// the find
opendatacube/datacube-core
Open Data Cube analyses continental scale Earth Observation data through time
Open Data Cube is a Python framework for indexing, cataloging, and loading continental-scale Earth observation raster data (Landsat, Sentinel, MODIS, etc.) against a PostGIS/PostgreSQL backend. It abstracts the metadata catalog, spatial indexing, and gridded loading into a single API, returning xarray Datasets aligned to a common grid. Aimed at national agencies, research institutions, and anyone doing time-series satellite analysis at scale.
The pluggable index backend design (postgres, postgis, memory, null) is genuinely well thought out — abstract base classes in `datacube/index/abstract/` mean you can swap backends without touching analysis code. Native Dask integration in the loading layer means you get lazy, chunked loading of TB-scale datasets without changing the API call. The virtual product system (`datacube/virtual/`) lets you compose derived products (band math, masking, resampling) declaratively in YAML, which is useful when you have dozens of downstream pipelines all doing the same preprocessing. Active deployments at Digital Earth Australia and DE Africa mean the v1.9 migration path is battle-tested, not theoretical.

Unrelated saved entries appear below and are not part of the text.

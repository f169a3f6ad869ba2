//! Moving-average crossover backtest.
//!
//! A single pass over a daily close series. From the first day on which both
//! moving averages are defined, a flat account buys as many shares as it can
//! when the close dips below MA30, and a long account sells everything when
//! the close rises above MA90. Any position still open on the last day is
//! liquidated at the final close.

use chrono::NaiveDate;
use serde::{Deserialize, Serialize};
use std::time::Duration;
use tracing::warn;

use super::error::TradeDeskError;
use super::metrics::{annualized_return_pct, max_drawdown_pct, total_return_pct};
use super::moving_average::sma;
use super::portfolio::{EquityPoint, SimPortfolio, SimTrade, TradeAction};
use super::quote::QuoteBar;
use super::synthetic;
use crate::ports::config_port::ConfigPort;

pub const SHORT_WINDOW: usize = 30;
pub const LONG_WINDOW: usize = 90;
pub const TRADING_DAYS_PER_YEAR: usize = 252;
/// Extra bars requested on top of the backtest horizon so the long moving
/// average is defined from the start of the simulated period.
pub const WARMUP_BARS: usize = 100;
/// The simulation starts at index `LONG_WINDOW`, so a usable series needs
/// at least one bar past it.
pub const MIN_BARS: usize = LONG_WINDOW + 1;

/// Backtest horizon. Only 3, 5 and 7 years are offered.
#[derive(Debug, Clone, Copy, PartialEq, Eq)]
pub enum BacktestYears {
    Three,
    Five,
    Seven,
}

impl BacktestYears {
    pub fn get(&self) -> u32 {
        match self {
            BacktestYears::Three => 3,
            BacktestYears::Five => 5,
            BacktestYears::Seven => 7,
        }
    }

    /// Number of daily bars to request from the quote provider.
    pub fn outputsize(&self) -> usize {
        self.get() as usize * TRADING_DAYS_PER_YEAR + WARMUP_BARS
    }

    /// Length of the synthetic fallback series.
    pub fn synthetic_points(&self) -> usize {
        self.get() as usize * TRADING_DAYS_PER_YEAR
    }
}

impl TryFrom<i64> for BacktestYears {
    type Error = TradeDeskError;

    fn try_from(years: i64) -> Result<Self, Self::Error> {
        match years {
            3 => Ok(BacktestYears::Three),
            5 => Ok(BacktestYears::Five),
            7 => Ok(BacktestYears::Seven),
            other => Err(TradeDeskError::InvalidYears { years: other }),
        }
    }
}

/// Backtest request as submitted by a client.
#[derive(Debug, Clone, Default, Deserialize)]
pub struct BacktestRequest {
    pub symbol: Option<String>,
    pub years: Option<i64>,
    pub seed: Option<u64>,
}

impl BacktestRequest {
    /// Normalized symbol and horizon.
    pub fn validate(&self) -> Result<(String, BacktestYears), TradeDeskError> {
        let symbol = self
            .symbol
            .as_deref()
            .map(|s| s.trim().to_uppercase())
            .filter(|s| !s.is_empty())
            .ok_or_else(|| TradeDeskError::validation("Symbol is required"))?;
        let years = BacktestYears::try_from(self.years.unwrap_or_default())?;
        Ok((symbol, years))
    }
}

#[derive(Debug, Clone, PartialEq)]
pub struct BacktestConfig {
    pub initial_capital: f64,
    pub quote_timeout: Duration,
}

impl Default for BacktestConfig {
    fn default() -> Self {
        BacktestConfig {
            initial_capital: 10_000.0,
            quote_timeout: Duration::from_secs(10),
        }
    }
}

impl BacktestConfig {
    pub fn from_config(config: &dyn ConfigPort) -> Self {
        let defaults = BacktestConfig::default();
        let timeout_secs = config.get_int(
            "backtest",
            "quote_timeout_secs",
            defaults.quote_timeout.as_secs() as i64,
        );
        BacktestConfig {
            initial_capital: config.get_double(
                "backtest",
                "initial_capital",
                defaults.initial_capital,
            ),
            quote_timeout: Duration::from_secs(timeout_secs.max(1) as u64),
        }
    }
}

#[derive(Debug, Clone, Copy, PartialEq, Eq, Serialize)]
#[serde(rename_all = "lowercase")]
pub enum DataSource {
    Quoted,
    Synthetic,
}

/// Closing prices for one symbol, oldest first, with their provenance.
#[derive(Debug, Clone, PartialEq)]
pub struct PriceSeries {
    pub symbol: String,
    pub dates: Vec<NaiveDate>,
    pub closes: Vec<f64>,
    pub source: DataSource,
    pub seed: Option<u64>,
    pub fallback_reason: Option<String>,
}

impl PriceSeries {
    /// Builds a series from provider bars. Every bar must carry a price and
    /// there must be enough of them to run the simulation.
    pub fn from_quotes(symbol: &str, mut bars: Vec<QuoteBar>) -> Result<Self, TradeDeskError> {
        if let Some(bad) = bars.iter().find(|b| !b.has_price()) {
            return Err(TradeDeskError::QuoteUnavailable {
                symbol: symbol.to_string(),
                reason: format!("no usable close on {}", bad.date),
            });
        }
        if bars.len() < MIN_BARS {
            return Err(TradeDeskError::InsufficientData {
                symbol: symbol.to_string(),
                bars: bars.len(),
                minimum: MIN_BARS,
            });
        }

        bars.sort_by_key(|b| b.date);
        Ok(PriceSeries {
            symbol: symbol.to_string(),
            dates: bars.iter().map(|b| b.date).collect(),
            closes: bars.iter().map(|b| b.close).collect(),
            source: DataSource::Quoted,
            seed: None,
            fallback_reason: None,
        })
    }

    pub fn synthetic(
        symbol: &str,
        years: BacktestYears,
        seed: u64,
        end: NaiveDate,
        reason: String,
    ) -> Self {
        let (dates, closes) = synthetic::random_walk(years.synthetic_points(), seed, end);
        PriceSeries {
            symbol: symbol.to_string(),
            dates,
            closes,
            source: DataSource::Synthetic,
            seed: Some(seed),
            fallback_reason: Some(reason),
        }
    }

    pub fn len(&self) -> usize {
        self.closes.len()
    }

    pub fn is_empty(&self) -> bool {
        self.closes.is_empty()
    }
}

/// Picks the series to simulate from the provider's answer. Anything short
/// of a complete, priced series falls back to the synthetic random walk,
/// never to a mix of both.
pub fn resolve_series(
    symbol: &str,
    years: BacktestYears,
    quotes: Result<Option<Vec<QuoteBar>>, TradeDeskError>,
    seed: u64,
    end: NaiveDate,
) -> PriceSeries {
    let reason = match quotes {
        Ok(Some(bars)) => match PriceSeries::from_quotes(symbol, bars) {
            Ok(series) => return series,
            Err(e) => e.to_string(),
        },
        Ok(None) => format!("no quotes available for {symbol}"),
        Err(e) => e.to_string(),
    };

    warn!(symbol, seed, reason = %reason, "using synthetic price series");
    PriceSeries::synthetic(symbol, years, seed, end, reason)
}

#[derive(Debug, Clone, PartialEq, Serialize)]
#[serde(rename_all = "camelCase")]
pub struct BuyHoldComparison {
    pub final_value: f64,
    #[serde(rename = "return")]
    pub return_pct: f64,
}

#[derive(Debug, Clone, PartialEq, Serialize)]
pub struct ChartData {
    pub dates: Vec<NaiveDate>,
    pub prices: Vec<f64>,
    pub ma30: Vec<Option<f64>>,
    pub ma90: Vec<Option<f64>>,
}

#[derive(Debug, Clone, PartialEq, Serialize)]
#[serde(rename_all = "camelCase")]
pub struct BacktestResult {
    pub symbol: String,
    pub years: u32,
    pub initial_capital: f64,
    pub final_value: f64,
    pub total_return: f64,
    pub annualized_return: f64,
    pub max_drawdown: f64,
    pub total_trades: usize,
    pub trades: Vec<SimTrade>,
    pub portfolio_value: Vec<EquityPoint>,
    pub buy_hold_comparison: BuyHoldComparison,
    pub chart_data: ChartData,
    pub data_source: DataSource,
    pub synthetic_seed: Option<u64>,
    pub fallback_reason: Option<String>,
}

/// Runs the crossover strategy over `series`.
pub fn run_crossover(
    series: &PriceSeries,
    years: BacktestYears,
    initial_capital: f64,
) -> Result<BacktestResult, TradeDeskError> {
    if series.len() < MIN_BARS {
        return Err(TradeDeskError::InsufficientData {
            symbol: series.symbol.clone(),
            bars: series.len(),
            minimum: MIN_BARS,
        });
    }

    let prices = &series.closes;
    let dates = &series.dates;
    let ma30 = sma(prices, SHORT_WINDOW);
    let ma90 = sma(prices, LONG_WINDOW);

    let mut portfolio = SimPortfolio::new(initial_capital);

    for i in LONG_WINDOW..prices.len() {
        let price = prices[i];
        let date = dates[i];

        if portfolio.is_flat() {
            if let Some(short) = ma30[i] {
                if portfolio.cash > 0.0 && price < short {
                    portfolio.buy_all(date, price);
                }
            }
        } else if let Some(long) = ma90[i] {
            if price > long {
                portfolio.sell_all(date, price, TradeAction::Sell);
            }
        }

        portfolio.record_equity(date, price);
    }

    let last = prices.len() - 1;
    portfolio.sell_all(dates[last], prices[last], TradeAction::FinalSell);

    let final_value = portfolio.cash;
    let buy_hold_shares = (initial_capital / prices[LONG_WINDOW]).floor();
    let buy_hold_final = buy_hold_shares * prices[last];

    Ok(BacktestResult {
        symbol: series.symbol.clone(),
        years: years.get(),
        initial_capital,
        final_value,
        total_return: total_return_pct(initial_capital, final_value),
        annualized_return: annualized_return_pct(initial_capital, final_value, years.get()),
        max_drawdown: max_drawdown_pct(&portfolio.equity_curve),
        total_trades: portfolio.trades.len(),
        trades: portfolio.trades,
        portfolio_value: portfolio.equity_curve,
        buy_hold_comparison: BuyHoldComparison {
            final_value: buy_hold_final,
            return_pct: total_return_pct(initial_capital, buy_hold_final),
        },
        chart_data: ChartData {
            dates: dates[LONG_WINDOW..].to_vec(),
            prices: prices[LONG_WINDOW..].to_vec(),
            ma30: ma30[LONG_WINDOW..].to_vec(),
            ma90: ma90[LONG_WINDOW..].to_vec(),
        },
        data_source: series.source,
        synthetic_seed: series.seed,
        fallback_reason: series.fallback_reason.clone(),
    })
}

The two-database-driver situation (postgres vs. postgis) is a real headache — the legacy `postgres` driver is still present and partially supported, which means docs and examples sometimes point at the wrong one. Setup friction is high: you need Conda/Mamba, PostGIS, the GDAL stack, and indexed product definitions before you can load a single pixel; there's no quick-start that actually works end-to-end. The metadata type / product type / dataset distinction trips up every new user and the YAML schema is underdocumented relative to how load-bearing it is. STAC support exists (`_stacconverter.py`) but it's clearly bolted on rather than first-class, so if your data pipeline starts from a STAC catalog you'll be fighting the impedance mismatch.